* [What the exercise asks]: Find and copy the lines in the records beneath this task that contain the word "profession".

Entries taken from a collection
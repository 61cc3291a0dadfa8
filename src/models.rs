//! Core data types flowing through the scrape pipeline.
//!
//! A [`Vacancy`] is the flat projection of one GraphQL list node. Its
//! volatile fields (fill rate, status, procured amount) drive change
//! detection; everything else is descriptive and written as-is.

use chrono::{DateTime, Utc};
use serde::Serialize;
use serde_json::Value;

use crate::error::Error;

/// Flattened vacancy record as fetched from the list query.
#[derive(Debug, Clone, Serialize)]
pub struct Vacancy {
    pub id: String,
    pub title: String,
    pub profession: String,
    /// JSON array text, stored verbatim.
    pub specializations: String,
    pub municipality: String,
    pub region: String,
    pub job_starts_at: i64,
    pub job_ends_at: i64,
    pub procured_amount: f64,
    pub procured_amount_currency: String,
    pub scope_hours: f64,
    pub fill_rate: f64,
    pub dynamic_status: String,
    pub tender_id: String,
    pub tender_title: String,
    pub unit_id: String,
    pub unit_name: String,
    pub orderer_id: String,
    pub orderer_name: String,
    pub last_application_date: i64,
    pub created_at: i64,
    pub announced_at: i64,
    /// Raw list node, kept for later reprocessing.
    pub raw_json: String,
}

impl Vacancy {
    /// Flatten a raw GraphQL list node. Only `id` is required; every other
    /// field falls back to an empty/zero default, matching what the source
    /// actually omits for draft tenders.
    pub fn from_node(node: &Value) -> Result<Self, Error> {
        let id = node
            .get("id")
            .and_then(Value::as_str)
            .ok_or_else(|| Error::Decode("vacancy node missing id".into()))?
            .to_string();

        let tender = node.get("tender").cloned().unwrap_or(Value::Null);
        let unit = tender.get("unit").cloned().unwrap_or(Value::Null);
        let orderer = tender.get("orderer").cloned().unwrap_or(Value::Null);

        Ok(Vacancy {
            id,
            title: str_field(node, "title"),
            profession: str_field(node, "profession"),
            specializations: node
                .get("specializations")
                .map(|v| v.to_string())
                .unwrap_or_else(|| "[]".to_string()),
            municipality: str_field(node, "municipality"),
            region: str_field(node, "region"),
            job_starts_at: ts_field(node, "jobStartsAt"),
            job_ends_at: ts_field(node, "jobEndsAt"),
            procured_amount: num_field(node, "procuredAmount"),
            procured_amount_currency: node
                .get("procuredAmountCurrency")
                .and_then(Value::as_str)
                .unwrap_or("SEK")
                .to_string(),
            scope_hours: num_field(&tender, "scope"),
            fill_rate: num_field(&tender, "fillRate"),
            dynamic_status: str_field(&tender, "dynamicStatus"),
            tender_id: str_field(&tender, "id"),
            tender_title: str_field(&tender, "title"),
            unit_id: str_field(&unit, "id"),
            unit_name: str_field(&unit, "name"),
            orderer_id: str_field(&orderer, "id"),
            orderer_name: str_field(&orderer, "displayName"),
            last_application_date: ts_field(node, "lastApplicationDate"),
            created_at: ts_field(node, "createdAt"),
            announced_at: ts_field(&tender, "announcedAt"),
            raw_json: node.to_string(),
        })
    }
}

fn str_field(node: &Value, key: &str) -> String {
    node.get(key)
        .and_then(Value::as_str)
        .unwrap_or_default()
        .to_string()
}

fn num_field(node: &Value, key: &str) -> f64 {
    node.get(key).and_then(Value::as_f64).unwrap_or(0.0)
}

/// The source is inconsistent about date encoding: epoch numbers in some
/// query variants, RFC 3339 strings in others. Accept both; anything else
/// is zero.
fn ts_field(node: &Value, key: &str) -> i64 {
    match node.get(key) {
        Some(Value::Number(n)) => n.as_i64().unwrap_or(0),
        Some(Value::String(s)) => DateTime::parse_from_rfc3339(s)
            .map(|dt| dt.timestamp())
            .unwrap_or(0),
        _ => 0,
    }
}

/// One page of the list query, in source order.
#[derive(Debug, Clone)]
pub struct Page {
    pub items: Vec<Vacancy>,
    pub has_next: bool,
    pub end_cursor: Option<String>,
}

/// Full record for one vacancy id, with child collections. Child rows are
/// replaced wholesale on every detail fetch.
#[derive(Debug, Clone, Default, Serialize)]
pub struct VacancyDetail {
    pub shifts: Vec<ShiftRow>,
    pub requirements: Vec<RequirementRow>,
    pub pricing: Vec<PricingRow>,
}

#[derive(Debug, Clone, Serialize)]
pub struct ShiftRow {
    pub starts_at: i64,
    pub ends_at: i64,
    pub shift_type: String,
}

#[derive(Debug, Clone, Serialize)]
pub struct RequirementRow {
    pub kind: String,
    pub value: String,
}

#[derive(Debug, Clone, Serialize)]
pub struct PricingRow {
    pub label: String,
    pub amount: f64,
    pub currency: String,
}

impl VacancyDetail {
    /// Parse the detail query's entity node. Missing collections are empty,
    /// not errors — older tenders predate the schedule feature.
    pub fn from_node(node: &Value) -> Self {
        let shifts = node
            .get("shifts")
            .and_then(Value::as_array)
            .map(|rows| {
                rows.iter()
                    .map(|row| ShiftRow {
                        starts_at: ts_field(row, "startsAt"),
                        ends_at: ts_field(row, "endsAt"),
                        shift_type: str_field(row, "shiftType"),
                    })
                    .collect()
            })
            .unwrap_or_default();

        let requirements = node
            .get("requirements")
            .and_then(Value::as_array)
            .map(|rows| {
                rows.iter()
                    .map(|row| RequirementRow {
                        kind: str_field(row, "kind"),
                        value: str_field(row, "value"),
                    })
                    .collect()
            })
            .unwrap_or_default();

        let pricing = node
            .get("pricing")
            .and_then(Value::as_array)
            .map(|rows| {
                rows.iter()
                    .map(|row| PricingRow {
                        label: str_field(row, "label"),
                        amount: num_field(row, "amount"),
                        currency: row
                            .get("currency")
                            .and_then(Value::as_str)
                            .unwrap_or("SEK")
                            .to_string(),
                    })
                    .collect()
            })
            .unwrap_or_default();

        VacancyDetail {
            shifts,
            requirements,
            pricing,
        }
    }
}

/// Accounting for one orchestrated run. Appended to `scrape_history` and
/// never modified afterwards.
#[derive(Debug, Clone, Serialize)]
pub struct ScrapeRun {
    pub id: String,
    pub started_at: i64,
    pub duration_seconds: f64,
    pub total_fetched: i64,
    pub new_count: i64,
    pub updated_count: i64,
    pub unchanged_count: i64,
    pub errors: Option<String>,
}

impl ScrapeRun {
    pub fn started(id: String, started_at: DateTime<Utc>) -> Self {
        ScrapeRun {
            id,
            started_at: started_at.timestamp(),
            duration_seconds: 0.0,
            total_fetched: 0,
            new_count: 0,
            updated_count: 0,
            unchanged_count: 0,
            errors: None,
        }
    }
}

* [Expected output]:
    pub profession: String,
            profession: str_field(node, "profession"),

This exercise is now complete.